---------- DATA SUPPLIED

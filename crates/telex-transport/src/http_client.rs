//! HTTP Bot API client.
//!
//! [`HttpBot`] implements [`BotApi`] over reqwest: every call is a
//! `POST {api_url}/bot{token}/{method}` with a JSON body, answered with the
//! `{ok, result, ...}` envelope.

use std::fmt;
use std::time::Duration;

use async_trait::async_trait;
use reqwest::{Client, ClientBuilder};
use serde_json::Value;
use tracing::debug;

use telex_core::{ApiError, ApiResponse, ApiResult, BotApi, TransportError};

/// The public Bot API server.
pub const DEFAULT_API_URL: &str = "https://api.telegram.org";

/// Length of the secret part of a bot token.
const TOKEN_SECRET_LEN: usize = 35;

/// Longest error body kept in [`TransportError::Status`].
const MAX_ERROR_BODY: usize = 512;

/// Client settings.
#[derive(Debug, Clone, PartialEq, Eq)]
pub struct HttpBotConfig {
    /// Base URL of the Bot API server, without a trailing slash.
    pub api_url: String,
    /// Timeout of a whole request. Must exceed the long-polling timeout.
    pub request_timeout: Duration,
}

impl Default for HttpBotConfig {
    fn default() -> Self {
        Self {
            api_url: DEFAULT_API_URL.to_string(),
            request_timeout: Duration::from_secs(60),
        }
    }
}

/// Returns `true` if `token` has the `<digits>:<35 url-safe chars>` shape.
pub fn validate_token(token: &str) -> bool {
    let Some((id, secret)) = token.split_once(':') else {
        return false;
    };
    !id.is_empty()
        && id.bytes().all(|b| b.is_ascii_digit())
        && secret.len() == TOKEN_SECRET_LEN
        && secret
            .bytes()
            .all(|b| b.is_ascii_alphanumeric() || b == b'_' || b == b'-')
}

/// A [`BotApi`] client speaking HTTP.
pub struct HttpBot {
    client: Client,
    token: String,
    config: HttpBotConfig,
}

impl HttpBot {
    /// Creates a client for the public Bot API server.
    pub fn new(token: impl Into<String>) -> ApiResult<Self> {
        Self::with_config(token, HttpBotConfig::default())
    }

    /// Creates a client with custom settings.
    pub fn with_config(token: impl Into<String>, config: HttpBotConfig) -> ApiResult<Self> {
        let token = token.into();
        if !validate_token(&token) {
            return Err(ApiError::InvalidToken);
        }

        let client = ClientBuilder::new()
            .timeout(config.request_timeout)
            .build()
            .map_err(|e| TransportError::Request(e.to_string()))?;

        Ok(Self {
            client,
            token,
            config,
        })
    }

    /// Returns the numeric bot id, the part of the token before `:`.
    pub fn bot_id(&self) -> &str {
        self.token.split(':').next().unwrap_or_default()
    }

    fn method_url(&self, method: &str) -> String {
        format!(
            "{}/bot{}/{}",
            self.config.api_url.trim_end_matches('/'),
            self.token,
            method
        )
    }
}

#[async_trait]
impl BotApi for HttpBot {
    async fn call(&self, method: &str, params: Value) -> ApiResult<Value> {
        debug!(bot_id = %self.bot_id(), method, "Bot API request");

        // The URL carries the token, so strip it from transport errors.
        let resp = self
            .client
            .post(self.method_url(method))
            .json(&params)
            .send()
            .await
            .map_err(|e| TransportError::Request(e.without_url().to_string()))?;

        let status = resp.status();
        let body = resp
            .bytes()
            .await
            .map_err(|e| TransportError::Request(e.without_url().to_string()))?;

        match serde_json::from_slice::<ApiResponse<Value>>(&body) {
            Ok(envelope) => envelope.into_result(),
            Err(_) if !status.is_success() => Err(TransportError::Status {
                status: status.as_u16(),
                body: String::from_utf8_lossy(&body)
                    .chars()
                    .take(MAX_ERROR_BODY)
                    .collect(),
            }
            .into()),
            Err(err) => Err(err.into()),
        }
    }
}

impl fmt::Debug for HttpBot {
    fn fmt(&self, f: &mut fmt::Formatter<'_>) -> fmt::Result {
        f.debug_struct("HttpBot")
            .field("bot_id", &self.bot_id())
            .field("api_url", &self.config.api_url)
            .finish_non_exhaustive()
    }
}

#[cfg(test)]
mod tests {
    use super::*;
    use tokio_test::assert_ok;

    const TOKEN: &str = "123456:ABCdefGhIJKlmNoPQRsTUVwxyZ-0123456_";

    #[test]
    fn test_validate_token() {
        assert!(validate_token(TOKEN));
        assert!(!validate_token(""));
        assert!(!validate_token("123456"));
        assert!(!validate_token(":ABCdefGhIJKlmNoPQRsTUVwxyZ-0123456_"));
        assert!(!validate_token("12a456:ABCdefGhIJKlmNoPQRsTUVwxyZ-0123456_"));
        assert!(!validate_token("123456:short"));
        assert!(!validate_token("123456:ABCdefGhIJKlmNoPQRsTUVwxyZ-012345+_"));
    }

    #[test]
    fn test_invalid_token_rejected() {
        assert!(matches!(HttpBot::new("nope"), Err(ApiError::InvalidToken)));
    }

    #[test]
    fn test_method_url() {
        let bot = assert_ok!(HttpBot::with_config(
            TOKEN,
            HttpBotConfig {
                api_url: "http://localhost:8081/".into(),
                ..Default::default()
            },
        ));

        assert_eq!(
            bot.method_url("getMe"),
            format!("http://localhost:8081/bot{TOKEN}/getMe")
        );
        assert_eq!(bot.bot_id(), "123456");
    }

    #[test]
    fn test_debug_hides_token() {
        let bot = assert_ok!(HttpBot::new(TOKEN));
        let debug = format!("{bot:?}");
        assert!(debug.contains("123456"));
        assert!(!debug.contains("ABCdef"));
    }
}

--------------------

- **AIM OF THE TASK**: In the records above, which lines hold the string "ABCdefGhIJKlmNoPQRsTUVwxyZ"? Copy each one.

- **ANSWER SECTION**:
    const TOKEN: &str = "123456:ABCdefGhIJKlmNoPQRsTUVwxyZ-0123456_";
        assert!(!validate_token(":ABCdefGhIJKlmNoPQRsTUVwxyZ-0123456_"));
        assert!(!validate_token("12a456:ABCdefGhIJKlmNoPQRsTUVwxyZ-0123456_"));
        assert!(!validate_token("123456:ABCdefGhIJKlmNoPQRsTUVwxyZ-012345+_"));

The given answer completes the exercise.